▸ Task objective
Search the entries below. Return every line that has "mpsc" in it.
+--
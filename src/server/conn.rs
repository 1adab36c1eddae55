use std::collections::HashMap;
use std::io::Read;
use std::sync::{Arc, Mutex};

use may::net::{TcpListener, TcpStream};
use may::sync::mpsc;
use memchr::memmem;
use tracing::{debug, error, warn};

use crate::http::Response;

/// Identifier assigned to a connection at accept time; the queue items
/// carry it instead of a socket handle.
pub(crate) type ConnId = u64;

/// One framed request handed from the receiver stage to a worker.
pub(crate) struct IngressItem {
    pub conn_id: ConnId,
    pub raw: Vec<u8>,
}

/// One finished response handed from a worker to the dispatcher.
pub(crate) struct EgressItem {
    pub conn_id: ConnId,
    pub response: Response,
    /// Close the connection after the response is written instead of
    /// re-arming it for the next request.
    pub terminate: bool,
}

/// Write half and re-arm signal of a live connection. The dispatcher owns
/// the writing side; sending on `rearm` releases the connection's
/// receiver to frame the next request.
pub(crate) struct Outbound {
    pub stream: TcpStream,
    pub rearm: mpsc::Sender<()>,
}

/// Live connections, keyed by id. Inserted by the acceptor, removed by
/// whichever stage closes the connection.
pub(crate) type Registry = Arc<Mutex<HashMap<ConnId, Outbound>>>;

const RECV_CHUNK: usize = 8 * 1024;

/// Accept loop. Registers each connection's write half and spawns a
/// receiver coroutine owning the read half.
pub(crate) fn accept_loop(
    listener: TcpListener,
    ingress: mpsc::Sender<IngressItem>,
    egress: mpsc::Sender<EgressItem>,
    registry: Registry,
    max_header_size: usize,
    stack_size: usize,
) {
    let mut next_id: ConnId = 0;
    loop {
        let (stream, peer) = match listener.accept() {
            Ok(accepted) => accepted,
            Err(err) => {
                error!(error = %err, "accept failed");
                continue;
            }
        };
        next_id += 1;
        let conn_id = next_id;
        let writer = match stream.try_clone() {
            Ok(writer) => writer,
            Err(err) => {
                warn!(conn_id, error = %err, "could not clone the write half");
                continue;
            }
        };
        let (rearm_tx, rearm_rx) = mpsc::channel();
        registry
            .lock()
            .unwrap()
            .insert(conn_id, Outbound { stream: writer, rearm: rearm_tx });
        debug!(conn_id, peer = %peer, "connection accepted");

        let ingress = ingress.clone();
        let egress = egress.clone();
        let conn_registry = registry.clone();
        let spawned = unsafe {
            may::coroutine::Builder::new().stack_size(stack_size).spawn(move || {
                receive_loop(conn_id, stream, ingress, egress, rearm_rx, conn_registry, max_header_size);
            })
        };
        if let Err(err) = spawned {
            error!(conn_id, error = %err, "failed to spawn receiver coroutine");
            registry.lock().unwrap().remove(&conn_id);
        }
    }
}

/// Per-connection receiver: appends reads to the connection's buffer,
/// frames complete requests onto the ingress queue, and blocks on the
/// re-arm channel until the dispatcher has written the response. At most
/// one framed request per connection is ever in flight.
fn receive_loop(
    conn_id: ConnId,
    mut stream: TcpStream,
    ingress: mpsc::Sender<IngressItem>,
    egress: mpsc::Sender<EgressItem>,
    rearm: mpsc::Receiver<()>,
    registry: Registry,
    max_header_size: usize,
) {
    let mut guard = ConnGuard { conn_id, registry, armed: true };
    let mut buffer: Vec<u8> = Vec::with_capacity(RECV_CHUNK);
    let mut chunk = [0u8; RECV_CHUNK];
    loop {
        let received = match stream.read(&mut chunk) {
            Ok(0) => {
                debug!(conn_id, "peer closed the connection");
                return;
            }
            Ok(received) => received,
            Err(err) => {
                debug!(conn_id, error = %err, "read failed");
                return;
            }
        };
        buffer.extend_from_slice(&chunk[..received]);

        if let Some(header_end) = memmem::find(&buffer, b"\r\n\r\n") {
            let expected = scan_content_length(&buffer[..header_end]);
            let received_body = buffer.len() - (header_end + 4);
            if received_body < expected {
                // body still incoming
                continue;
            }
            let frame = std::mem::take(&mut buffer);
            if ingress.send(IngressItem { conn_id, raw: frame }).is_err() {
                return;
            }
            // Wait for the dispatcher to finish writing the response. A
            // closed channel means the connection was terminated.
            if rearm.recv().is_err() {
                guard.disarm();
                return;
            }
        } else if buffer.len() > max_header_size {
            warn!(conn_id, size = buffer.len(), "header block exceeds the configured limit");
            let mut res = Response::new();
            res.status(400).send("Header size exceeded");
            let _ = egress.send(EgressItem { conn_id, response: res, terminate: true });
            // The dispatcher owns the shutdown from here.
            guard.disarm();
            return;
        }
    }
}

/// Lenient `Content-Length` scan used only for framing: whitespace around
/// the value is tolerated and anything unparseable counts as no body. The
/// request parser re-validates the header strictly.
fn scan_content_length(head: &[u8]) -> usize {
    let Some(pos) = memmem::find(head, b"Content-Length") else {
        return 0;
    };
    let mut rest = &head[pos + b"Content-Length".len()..];
    while let [b' ' | b'\t', tail @ ..] = rest {
        rest = tail;
    }
    let Some(tail) = rest.strip_prefix(b":") else {
        return 0;
    };
    let digits: Vec<u8> = tail
        .iter()
        .copied()
        .skip_while(|b| matches!(b, b' ' | b'\t'))
        .take_while(|b| b.is_ascii_digit())
        .collect();
    std::str::from_utf8(&digits)
        .ok()
        .and_then(|s| s.parse().ok())
        .unwrap_or(0)
}

/// Removes the connection's registry entry when the receiver exits, so a
/// dead connection never strands its buffer or write half. Disarmed on
/// paths where the dispatcher takes over the shutdown.
struct ConnGuard {
    conn_id: ConnId,
    registry: Registry,
    armed: bool,
}

impl ConnGuard {
    fn disarm(&mut self) {
        self.armed = false;
    }
}

impl Drop for ConnGuard {
    fn drop(&mut self) {
        if self.armed {
            self.registry.lock().unwrap().remove(&self.conn_id);
            debug!(conn_id = self.conn_id, "connection deregistered");
        }
    }
}
/// Reason phrase for an HTTP status code.
///
/// Covers the registered 1xx..5xx codes. Unknown codes fall back to
/// `Not Found`, which long-standing embedders depend on.
pub fn reason_phrase(status: u16) -> &'static str {
    match status {
        // 1xx informational
        100 => "Continue",
        101 => "Switching Protocols",
        102 => "Processing",
        103 => "Early Hints",
        // 2xx successful
        200 => "OK",
        201 => "Created",
        202 => "Accepted",
        203 => "Non-Authoritative Information",
        204 => "No Content",
        205 => "Reset Content",
        206 => "Partial Content",
        207 => "Multi-Status",
        208 => "Already Reported",
        226 => "IM Used",
        // 3xx redirection
        300 => "Multiple Choices",
        301 => "Moved Permanently",
        302 => "Found",
        303 => "See Other",
        304 => "Not Modified",
        305 => "Use Proxy",
        306 => "(Unused)",
        307 => "Temporary Redirect",
        308 => "Permanent Redirect",
        // 4xx client error
        400 => "Bad Request",
        401 => "Unauthorized",
        402 => "Payment Required",
        403 => "Forbidden",
        404 => "Not Found",
        405 => "Method Not Allowed",
        406 => "Not Acceptable",
        407 => "Proxy Authentication Required",
        408 => "Request Timeout",
        409 => "Conflict",
        410 => "Gone",
        411 => "Length Required",
        412 => "Precondition Failed",
        413 => "Payload Too Large",
        414 => "URI Too Long",
        415 => "Unsupported Media Type",
        416 => "Range Not Satisfiable",
        417 => "Expectation Failed",
        421 => "Misdirected Request",
        422 => "Unprocessable Entity",
        423 => "Locked",
        424 => "Failed Dependency",
        425 => "Too Early",
        426 => "Upgrade Required",
        428 => "Precondition Required",
        429 => "Too Many Requests",
        431 => "Request Header Fields Too Large",
        451 => "Unavailable For Legal Reasons",
        // 5xx server error
        500 => "Internal Server Error",
        501 => "Not Implemented",
        502 => "Bad Gateway",
        503 => "Service Unavailable",
        504 => "Gateway Timeout",
        505 => "HTTP Version Not Supported",
        506 => "Variant Also Negotiates",
        507 => "Insufficient Storage",
        508 => "Loop Detected",
        510 => "Not Extended",
        511 => "Network Authentication Required",
        _ => "Not Found",
    }
}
+--
▸ Expected output
use may::sync::mpsc;
    pub rearm: mpsc::Sender<()>,
    ingress: mpsc::Sender<IngressItem>,
    egress: mpsc::Sender<EgressItem>,
        let (rearm_tx, rearm_rx) = mpsc::channel();
    ingress: mpsc::Sender<IngressItem>,
    egress: mpsc::Sender<EgressItem>,
    rearm: mpsc::Receiver<()>,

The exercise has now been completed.